-- Exercise details --
Below is a block of records. Copy every line in it that contains the word "PlaceGeometry".

[Saved entries]
***
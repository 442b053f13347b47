use place_cache::CacheSettings;
use places_api::PlacesClient;
use std::collections::HashMap;
use std::env;
use std::time::Duration;

/// Service configuration parsed from environment variables
#[derive(Debug, Clone)]
pub struct Config {
    pub port: u16,
    pub upstream_base_url: String,
    pub upstream_timeout: Duration,
    /// Ask upstream for the canonical field set on every miss, not only the requested fields
    pub fetch_full_record: bool,
    pub cache: CacheSettings,
    pub json_logs: bool,
}

impl Config {
    /// Parse configuration from environment variables, filling gaps from a
    /// `.env` file in the working directory or its parents
    pub fn from_env() -> Self {
        let file: HashMap<String, String> = dotenvy::dotenv_iter()
            .map(|entries| entries.filter_map(|entry| entry.ok()).collect())
            .unwrap_or_default();

        Self::layered(|name| env::var(name).ok(), &file)
    }

    /// Process variables win over `.env` entries
    fn layered(get: impl Fn(&str) -> Option<String>, file: &HashMap<String, String>) -> Self {
        Self::from_lookup(|name| get(name).or_else(|| file.get(name).cloned()))
    }

    fn from_lookup(get: impl Fn(&str) -> Option<String>) -> Self {
        let parsed = |name: &str| get(name).and_then(|v| v.trim().parse::<u64>().ok());
        let defaults = CacheSettings::default();

        let port = get("PORT")
            .and_then(|p| p.trim().parse().ok())
            .unwrap_or(3000);

        let upstream_base_url = get("UPSTREAM_BASE_URL")
            .filter(|s| !s.trim().is_empty())
            .unwrap_or_else(|| PlacesClient::DEFAULT_BASE_URL.to_string());

        let upstream_timeout = parsed("UPSTREAM_TIMEOUT_SECS")
            .map(Duration::from_secs)
            .unwrap_or(PlacesClient::DEFAULT_TIMEOUT);

        let fetch_full_record = get("FETCH_FULL_RECORD")
            .map(|v| matches!(v.trim().to_ascii_lowercase().as_str(), "1" | "true" | "yes"))
            .unwrap_or(false);

        let cache = CacheSettings {
            redis_url: get("REDIS_URL").filter(|s| !s.trim().is_empty()),
            probe_timeout: defaults.probe_timeout,
            op_timeout: parsed("CACHE_OP_TIMEOUT_MS")
                .map(Duration::from_millis)
                .unwrap_or(defaults.op_timeout),
            redis_ttl: parsed("REDIS_TTL_SECS")
                .filter(|&secs| secs > 0)
                .map(Duration::from_secs),
            memory_ttl: parsed("CACHE_TTL_SECS")
                .map(Duration::from_secs)
                .unwrap_or(defaults.memory_ttl),
            memory_capacity: parsed("CACHE_MAX_ENTRIES").unwrap_or(defaults.memory_capacity),
        };

        let json_logs = get("LOG_FORMAT").map(|v| v == "json").unwrap_or(false);

        Self {
            port,
            upstream_base_url,
            upstream_timeout,
            fetch_full_record,
            cache,
            json_logs,
        }
    }
}

#[cfg(test)]
mod tests {
    use super::*;
    use std::collections::HashMap;

    fn config_from(vars: &[(&str, &str)]) -> Config {
        let vars: HashMap<String, String> = vars
            .iter()
            .map(|(k, v)| (k.to_string(), v.to_string()))
            .collect();
        Config::from_lookup(|name| vars.get(name).cloned())
    }

    #[test]
    fn test_defaults() {
        let config = config_from(&[]);
        assert_eq!(config.port, 3000);
        assert_eq!(config.upstream_base_url, "https://maps.googleapis.com");
        assert_eq!(config.upstream_timeout, Duration::from_secs(10));
        assert!(!config.fetch_full_record);
        assert!(config.cache.redis_url.is_none());
        assert_eq!(config.cache.memory_ttl, Duration::from_secs(30 * 24 * 60 * 60));
        assert_eq!(config.cache.probe_timeout, Duration::from_secs(5));
        assert!(config.cache.redis_ttl.is_none());
        assert!(!config.json_logs);
    }

    #[test]
    fn test_overrides() {
        let config = config_from(&[
            ("PORT", "8080"),
            ("REDIS_URL", "redis://cache:6379"),
            ("UPSTREAM_BASE_URL", "http://localhost:9000"),
            ("UPSTREAM_TIMEOUT_SECS", "3"),
            ("CACHE_TTL_SECS", "60"),
            ("CACHE_MAX_ENTRIES", "500"),
            ("REDIS_TTL_SECS", "3600"),
            ("CACHE_OP_TIMEOUT_MS", "250"),
            ("FETCH_FULL_RECORD", "true"),
            ("LOG_FORMAT", "json"),
        ]);

        assert_eq!(config.port, 8080);
        assert_eq!(config.cache.redis_url.as_deref(), Some("redis://cache:6379"));
        assert_eq!(config.upstream_base_url, "http://localhost:9000");
        assert_eq!(config.upstream_timeout, Duration::from_secs(3));
        assert_eq!(config.cache.memory_ttl, Duration::from_secs(60));
        assert_eq!(config.cache.memory_capacity, 500);
        assert_eq!(config.cache.redis_ttl, Some(Duration::from_secs(3600)));
        assert_eq!(config.cache.op_timeout, Duration::from_millis(250));
        assert!(config.fetch_full_record);
        assert!(config.json_logs);
    }

    #[test]
    fn test_dotenv_entries_fill_unset_variables() {
        let dotenv = "# local overrides\nPORT=8081\nREDIS_URL=redis://from-file:6379\nLOG_FORMAT=\"json\"\n";
        let file: HashMap<String, String> = dotenvy::from_read_iter(dotenv.as_bytes())
            .map(|entry| entry.unwrap())
            .collect();

        let process: HashMap<&str, &str> = HashMap::from([("PORT", "9000")]);
        let config = Config::layered(|name| process.get(name).map(|v| v.to_string()), &file);

        assert_eq!(config.port, 9000);
        assert_eq!(config.cache.redis_url.as_deref(), Some("redis://from-file:6379"));
        assert!(config.json_logs);
    }

    #[test]
    fn test_unparseable_values_fall_back() {
        let config = config_from(&[
            ("PORT", "not-a-port"),
            ("UPSTREAM_TIMEOUT_SECS", "soon"),
            ("REDIS_URL", "  "),
            ("REDIS_TTL_SECS", "0"),
        ]);

        assert_eq!(config.port, 3000);
        assert_eq!(config.upstream_timeout, Duration::from_secs(10));
        assert!(config.cache.redis_url.is_none());
        assert!(config.cache.redis_ttl.is_none());
    }
}
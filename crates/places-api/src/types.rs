//! Data types for place-lookup API responses
//!
//! Only the fields the proxy caches are modelled; everything else in the
//! upstream `result` object is ignored on deserialization.

use serde::{Deserialize, Serialize};

/// `geometry` object of a place result. Both parts are passed through opaque.
#[derive(Debug, Clone, Default, PartialEq, Serialize, Deserialize)]
pub struct PlaceGeometry {
    #[serde(default, skip_serializing_if = "Option::is_none")]
    pub location: Option<serde_json::Value>,
    #[serde(default, skip_serializing_if = "Option::is_none")]
    pub viewport: Option<serde_json::Value>,
}

/// The `result` object of a successful place-details response
#[derive(Debug, Clone, Default, PartialEq, Deserialize)]
pub struct PlaceResult {
    pub formatted_address: Option<String>,
    pub geometry: Option<PlaceGeometry>,
    pub place_id: Option<String>,
    pub name: Option<String>,
    pub address_components: Option<Vec<serde_json::Value>>,
    pub types: Option<Vec<String>>,
}

/// Outcome of a place-details lookup, decided by the payload's `status`
#[derive(Debug, Clone)]
pub enum DetailsOutcome {
    /// `status == "OK"`; the parsed `result` object
    Found(PlaceResult),
    /// Any other status; the whole upstream body, untouched
    Rejected(serde_json::Value),
}

/// A forwarded upstream response, relayed without interpretation
#[derive(Debug, Clone)]
pub struct ForwardedResponse {
    pub status: u16,
    pub content_type: Option<String>,
    pub body: Vec<u8>,
}
//! Counting cache backend for handler and reconciler tests

use async_trait::async_trait;
use place_cache::{BackendKind, CacheBackend, CacheError, CacheRecord, MemoryBackend};
use std::sync::atomic::{AtomicUsize, Ordering};
use std::time::Duration;

pub struct RecordingBackend {
    inner: MemoryBackend,
    failing: bool,
    corrupt: bool,
    gets: AtomicUsize,
    sets: AtomicUsize,
}

impl Default for RecordingBackend {
    fn default() -> Self {
        Self {
            inner: MemoryBackend::new(Duration::from_secs(3600), 100),
            failing: false,
            corrupt: false,
            gets: AtomicUsize::new(0),
            sets: AtomicUsize::new(0),
        }
    }
}

impl RecordingBackend {
    /// Every get/set/delete errors
    pub fn failing() -> Self {
        Self {
            failing: true,
            ..Self::default()
        }
    }

    /// Every stored entry reads back as undecodable text
    pub fn corrupt() -> Self {
        Self {
            corrupt: true,
            ..Self::default()
        }
    }

    pub async fn seed(&self, key: &str, record: &CacheRecord) {
        self.inner.set(key, record).await.unwrap();
    }

    pub async fn stored(&self, key: &str) -> Option<CacheRecord> {
        self.inner.get(key).await.unwrap()
    }

    pub fn gets(&self) -> usize {
        self.gets.load(Ordering::SeqCst)
    }

    pub fn sets(&self) -> usize {
        self.sets.load(Ordering::SeqCst)
    }
}

#[async_trait]
impl CacheBackend for RecordingBackend {
    fn kind(&self) -> BackendKind {
        BackendKind::Memory
    }

    async fn get(&self, key: &str) -> place_cache::Result<Option<CacheRecord>> {
        self.gets.fetch_add(1, Ordering::SeqCst);
        if self.failing {
            return Err(CacheError::Timeout("get"));
        }
        if self.corrupt {
            let garbled = serde_json::from_str::<CacheRecord>("{\"name\":").unwrap_err();
            return Err(CacheError::Serialization(garbled));
        }
        self.inner.get(key).await
    }

    async fn set(&self, key: &str, record: &CacheRecord) -> place_cache::Result<()> {
        self.sets.fetch_add(1, Ordering::SeqCst);
        if self.failing {
            return Err(CacheError::Closed);
        }
        self.inner.set(key, record).await
    }

    async fn delete(&self, key: &str) -> place_cache::Result<bool> {
        if self.failing {
            return Err(CacheError::Closed);
        }
        self.inner.delete(key).await
    }
}
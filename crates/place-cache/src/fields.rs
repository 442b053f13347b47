//! Requested field specifiers, cache satisfaction, and response projection

use crate::record::{CacheRecord, Geometry};
use serde_json::{Map, Value};

/// Top-level record fields other than `geometry`
#[derive(Debug, Clone, Copy, PartialEq, Eq, Hash)]
pub enum RecordField {
    FormattedAddress,
    PlaceId,
    Name,
    AddressComponents,
    Types,
}

impl RecordField {
    pub fn as_str(self) -> &'static str {
        match self {
            Self::FormattedAddress => "formatted_address",
            Self::PlaceId => "place_id",
            Self::Name => "name",
            Self::AddressComponents => "address_components",
            Self::Types => "types",
        }
    }

    fn value(self, record: &CacheRecord) -> Option<Value> {
        match self {
            Self::FormattedAddress => record.formatted_address.clone().map(Value::String),
            Self::PlaceId => record.place_id.clone().map(Value::String),
            Self::Name => record.name.clone().map(Value::String),
            Self::AddressComponents => record.address_components.clone().map(Value::Array),
            Self::Types => record
                .types
                .as_ref()
                .map(|t| Value::Array(t.iter().cloned().map(Value::String).collect())),
        }
    }

    fn is_present(self, record: &CacheRecord) -> bool {
        match self {
            Self::FormattedAddress => record.formatted_address.is_some(),
            Self::PlaceId => record.place_id.is_some(),
            Self::Name => record.name.is_some(),
            Self::AddressComponents => record.address_components.is_some(),
            Self::Types => record.types.is_some(),
        }
    }
}

/// Parts of the `geometry` container addressable as `geometry/<part>`
#[derive(Debug, Clone, Copy, PartialEq, Eq, Hash)]
pub enum GeometryPart {
    Location,
    Viewport,
}

impl GeometryPart {
    pub fn as_str(self) -> &'static str {
        match self {
            Self::Location => "location",
            Self::Viewport => "viewport",
        }
    }

    fn get(self, geometry: &Geometry) -> Option<&Value> {
        match self {
            Self::Location => geometry.location.as_ref(),
            Self::Viewport => geometry.viewport.as_ref(),
        }
    }
}

/// One entry of the caller's `fields` list
#[derive(Debug, Clone, PartialEq, Eq, Hash)]
pub enum FieldSpec {
    Field(RecordField),
    /// Bare `geometry`: whichever parts exist
    Geometry,
    /// `geometry/location` or `geometry/viewport`
    GeometryPart(GeometryPart),
    /// Anything else. Forwarded upstream untouched, never cached.
    Unknown(String),
}

impl FieldSpec {
    pub fn parse(raw: &str) -> Self {
        match raw {
            "formatted_address" => Self::Field(RecordField::FormattedAddress),
            "place_id" => Self::Field(RecordField::PlaceId),
            "name" => Self::Field(RecordField::Name),
            "address_components" => Self::Field(RecordField::AddressComponents),
            "types" => Self::Field(RecordField::Types),
            "geometry" => Self::Geometry,
            "geometry/location" => Self::GeometryPart(GeometryPart::Location),
            "geometry/viewport" => Self::GeometryPart(GeometryPart::Viewport),
            other => Self::Unknown(other.to_string()),
        }
    }

    /// Parse a comma-separated list; blank entries are skipped
    pub fn parse_list(raw: &str) -> Vec<Self> {
        raw.split(',')
            .map(str::trim)
            .filter(|s| !s.is_empty())
            .map(Self::parse)
            .collect()
    }

    /// The six top-level fields, in stored order
    pub fn canonical() -> Vec<Self> {
        vec![
            Self::Field(RecordField::FormattedAddress),
            Self::Geometry,
            Self::Field(RecordField::PlaceId),
            Self::Field(RecordField::Name),
            Self::Field(RecordField::AddressComponents),
            Self::Field(RecordField::Types),
        ]
    }

    /// Wire form, as sent upstream
    pub fn as_str(&self) -> &str {
        match self {
            Self::Field(f) => f.as_str(),
            Self::Geometry => "geometry",
            Self::GeometryPart(GeometryPart::Location) => "geometry/location",
            Self::GeometryPart(GeometryPart::Viewport) => "geometry/viewport",
            Self::Unknown(raw) => raw,
        }
    }

    fn is_satisfied_by(&self, record: &CacheRecord) -> bool {
        match self {
            Self::Field(f) => f.is_present(record),
            Self::Geometry => record.geometry.as_ref().is_some_and(|g| !g.is_empty()),
            Self::GeometryPart(part) => record
                .geometry
                .as_ref()
                .and_then(|g| part.get(g))
                .is_some(),
            Self::Unknown(_) => false,
        }
    }
}

/// Specifiers in `requested` that `record` cannot answer, in request order.
///
/// An empty result is a full cache hit. With no record every specifier is
/// missing.
pub fn missing_fields(record: Option<&CacheRecord>, requested: &[FieldSpec]) -> Vec<FieldSpec> {
    requested
        .iter()
        .filter(|spec| !record.is_some_and(|r| spec.is_satisfied_by(r)))
        .cloned()
        .collect()
}

/// Build the response object holding exactly the requested data present in `record`
pub fn project(record: &CacheRecord, requested: &[FieldSpec]) -> Map<String, Value> {
    let mut out = Map::new();

    for spec in requested {
        match spec {
            FieldSpec::Geometry => {
                if let Some(geometry) = &record.geometry {
                    out.insert("geometry".to_string(), geometry.to_json());
                }
            }
            FieldSpec::GeometryPart(part) => {
                let Some(value) = record.geometry.as_ref().and_then(|g| part.get(g)) else {
                    continue;
                };
                let slot = out
                    .entry("geometry")
                    .or_insert_with(|| Value::Object(Map::new()));
                if let Value::Object(geometry) = slot {
                    geometry.insert(part.as_str().to_string(), value.clone());
                }
            }
            FieldSpec::Field(field) => {
                if let Some(value) = field.value(record) {
                    out.insert(field.as_str().to_string(), value);
                }
            }
            FieldSpec::Unknown(_) => {}
        }
    }

    out
}
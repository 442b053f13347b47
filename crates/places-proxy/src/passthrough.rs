use axum::body::Body;
use axum::extract::State;
use axum::http::{header, StatusCode, Uri};
use axum::response::{IntoResponse, Response};
use axum::Json;
use serde_json::json;
use tracing::{debug, error};

use crate::server::SharedState;

/// GET /maps/api/{*path}
/// Forwards the path and query string to the upstream host unchanged and
/// relays status, content type, and body.
pub async fn forward(State(state): State<SharedState>, uri: Uri) -> Response {
    let path_and_query = uri
        .path_and_query()
        .map(|pq| pq.as_str())
        .unwrap_or_else(|| uri.path());

    debug!(path = %uri.path(), "Proxying request upstream");

    match state.upstream.forward(path_and_query).await {
        Ok(forwarded) => {
            let mut builder = Response::builder()
                .status(StatusCode::from_u16(forwarded.status).unwrap_or(StatusCode::BAD_GATEWAY));

            if let Some(ct) = forwarded.content_type.as_deref() {
                builder = builder.header(header::CONTENT_TYPE, ct);
            }

            builder
                .body(Body::from(forwarded.body))
                .unwrap_or_else(|_| StatusCode::INTERNAL_SERVER_ERROR.into_response())
        }
        Err(e) => {
            error!(error = %e, path = %uri.path(), "Error passing through API request");
            (
                StatusCode::INTERNAL_SERVER_ERROR,
                Json(json!({ "error": "Internal server error" })),
            )
                .into_response()
        }
    }
}
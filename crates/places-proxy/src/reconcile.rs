//! Place-details reconciliation: cache read, satisfaction check, upstream
//! refresh, full-record store, projection.

use crate::error::DetailsError;
use crate::types::{CacheStats, DetailsQuery};
use place_cache::{missing_fields, project, CacheBackend, CacheRecord, FieldSpec};
use places_api::{DetailsOutcome, PlacesClient};
use serde_json::Value;
use std::sync::atomic::{AtomicU64, Ordering};
use std::sync::Arc;
use tracing::{debug, info, warn};

/// Answer produced for a valid place-details request
#[derive(Debug)]
pub struct Lookup {
    pub body: Value,
    pub from_cache: bool,
}

pub struct Reconciler {
    cache: Arc<dyn CacheBackend>,
    upstream: PlacesClient,
    fetch_full_record: bool,
    hits: AtomicU64,
    misses: AtomicU64,
}

impl Reconciler {
    pub fn new(cache: Arc<dyn CacheBackend>, upstream: PlacesClient, fetch_full_record: bool) -> Self {
        Self {
            cache,
            upstream,
            fetch_full_record,
            hits: AtomicU64::new(0),
            misses: AtomicU64::new(0),
        }
    }

    pub fn stats(&self) -> CacheStats {
        CacheStats {
            backend: self.cache.kind(),
            hits: self.hits.load(Ordering::Relaxed),
            misses: self.misses.load(Ordering::Relaxed),
        }
    }

    /// Release the cache backend's connections
    pub async fn close(&self) {
        self.cache.close().await;
    }

    pub async fn lookup(&self, query: &DetailsQuery) -> Result<Lookup, DetailsError> {
        let (Some(place_id), Some(key)) = (non_empty(&query.place_id), non_empty(&query.key))
        else {
            debug!("Missing place_id or key in request");
            return Err(DetailsError::Validation);
        };

        let requested = match query.fields.as_deref().map(FieldSpec::parse_list) {
            Some(list) if !list.is_empty() => list,
            _ => FieldSpec::canonical(),
        };

        let cache_key = CacheRecord::cache_key(place_id);
        let cached = self.read_cache(&cache_key).await;
        let missing = missing_fields(cached.as_ref(), &requested);

        if let Some(record) = cached.as_ref().filter(|_| missing.is_empty()) {
            self.hits.fetch_add(1, Ordering::Relaxed);
            debug!(place_id, "All requested fields found in cache");
            return Ok(Lookup {
                body: Value::Object(project(record, &requested)),
                from_cache: true,
            });
        }

        self.misses.fetch_add(1, Ordering::Relaxed);
        info!(
            place_id,
            cached = cached.is_some(),
            missing = %join(&missing),
            "Cache miss"
        );

        let fetch = self.upstream_fields(&requested);
        let place = match self
            .upstream
            .place_details(place_id, &fetch, key)
            .await
            .map_err(DetailsError::Transport)?
        {
            DetailsOutcome::Found(place) => place,
            DetailsOutcome::Rejected(body) => return Err(DetailsError::UpstreamRejection(body)),
        };

        let record = CacheRecord::from(place);
        if let Err(e) = self.cache.set(&cache_key, &record).await {
            warn!(place_id, error = %e, "Failed to store place in cache");
        }

        Ok(Lookup {
            body: Value::Object(project(&record, &requested)),
            from_cache: false,
        })
    }

    async fn read_cache(&self, key: &str) -> Option<CacheRecord> {
        match self.cache.get(key).await {
            Ok(record) => record,
            Err(e) => {
                warn!(key, error = %e, "Error retrieving data from cache");
                None
            }
        }
    }

    /// Fields to request upstream: the caller's list, widened to the canonical
    /// set when full-record fetching is on
    fn upstream_fields(&self, requested: &[FieldSpec]) -> Vec<String> {
        let mut fields: Vec<String> = requested.iter().map(|f| f.as_str().to_string()).collect();

        if self.fetch_full_record {
            for spec in FieldSpec::canonical() {
                if !requested.contains(&spec) {
                    fields.push(spec.as_str().to_string());
                }
            }
        }

        fields
    }
}

fn non_empty(value: &Option<String>) -> Option<&str> {
    value.as_deref().filter(|v| !v.is_empty())
}

fn join(specs: &[FieldSpec]) -> String {
    specs.iter().map(|s| s.as_str()).collect::<Vec<_>>().join(",")
}
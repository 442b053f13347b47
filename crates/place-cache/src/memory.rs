//! In-process cache backend

use crate::backend::{BackendKind, CacheBackend, CacheSettings};
use crate::error::Result;
use crate::record::CacheRecord;
use async_trait::async_trait;
use moka::future::Cache;
use std::sync::Arc;
use std::time::Duration;

/// moka-backed store holding records natively, with a fixed time-to-live
pub struct MemoryBackend {
    cache: Cache<String, Arc<CacheRecord>>,
}

impl MemoryBackend {
    pub fn new(ttl: Duration, max_capacity: u64) -> Self {
        let cache = Cache::builder()
            .max_capacity(max_capacity)
            .time_to_live(ttl)
            .build();

        Self { cache }
    }

    pub fn from_settings(settings: &CacheSettings) -> Self {
        Self::new(settings.memory_ttl, settings.memory_capacity)
    }

    pub fn entry_count(&self) -> u64 {
        self.cache.entry_count()
    }
}

#[async_trait]
impl CacheBackend for MemoryBackend {
    fn kind(&self) -> BackendKind {
        BackendKind::Memory
    }

    async fn get(&self, key: &str) -> Result<Option<CacheRecord>> {
        Ok(self.cache.get(key).await.map(|r| (*r).clone()))
    }

    async fn set(&self, key: &str, record: &CacheRecord) -> Result<()> {
        self.cache
            .insert(key.to_string(), Arc::new(record.clone()))
            .await;
        Ok(())
    }

    async fn delete(&self, key: &str) -> Result<bool> {
        Ok(self.cache.remove(key).await.is_some())
    }
}

#[cfg(test)]
mod tests {
    use super::*;

    fn record(name: &str) -> CacheRecord {
        CacheRecord {
            place_id: Some("P".to_string()),
            name: Some(name.to_string()),
            ..Default::default()
        }
    }

    #[tokio::test]
    async fn test_get_missing() {
        let backend = MemoryBackend::new(Duration::from_secs(60), 10);
        assert!(backend.get("place:none").await.unwrap().is_none());
    }

    #[tokio::test]
    async fn test_set_then_get() {
        let backend = MemoryBackend::new(Duration::from_secs(60), 10);
        backend.set("place:P", &record("N")).await.unwrap();

        let stored = backend.get("place:P").await.unwrap().unwrap();
        assert_eq!(stored, record("N"));
        assert_eq!(backend.kind(), BackendKind::Memory);
    }

    #[tokio::test]
    async fn test_set_replaces_whole_record() {
        let backend = MemoryBackend::new(Duration::from_secs(60), 10);
        let mut old = record("Old");
        old.formatted_address = Some("1 Main St".to_string());
        backend.set("place:P", &old).await.unwrap();

        backend.set("place:P", &record("New")).await.unwrap();

        let stored = backend.get("place:P").await.unwrap().unwrap();
        assert_eq!(stored.name.as_deref(), Some("New"));
        assert!(stored.formatted_address.is_none());
    }

    #[tokio::test]
    async fn test_delete() {
        let backend = MemoryBackend::new(Duration::from_secs(60), 10);
        backend.set("place:P", &record("N")).await.unwrap();

        assert!(backend.delete("place:P").await.unwrap());
        assert!(!backend.delete("place:P").await.unwrap());
        assert!(backend.get("place:P").await.unwrap().is_none());
    }

    #[tokio::test]
    async fn test_entries_expire() {
        let backend = MemoryBackend::new(Duration::from_millis(50), 10);
        backend.set("place:P", &record("N")).await.unwrap();

        tokio::time::sleep(Duration::from_millis(150)).await;
        assert!(backend.get("place:P").await.unwrap().is_none());
    }
}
***
-- The completed task --
pub struct PlaceGeometry {
    pub geometry: Option<PlaceGeometry>,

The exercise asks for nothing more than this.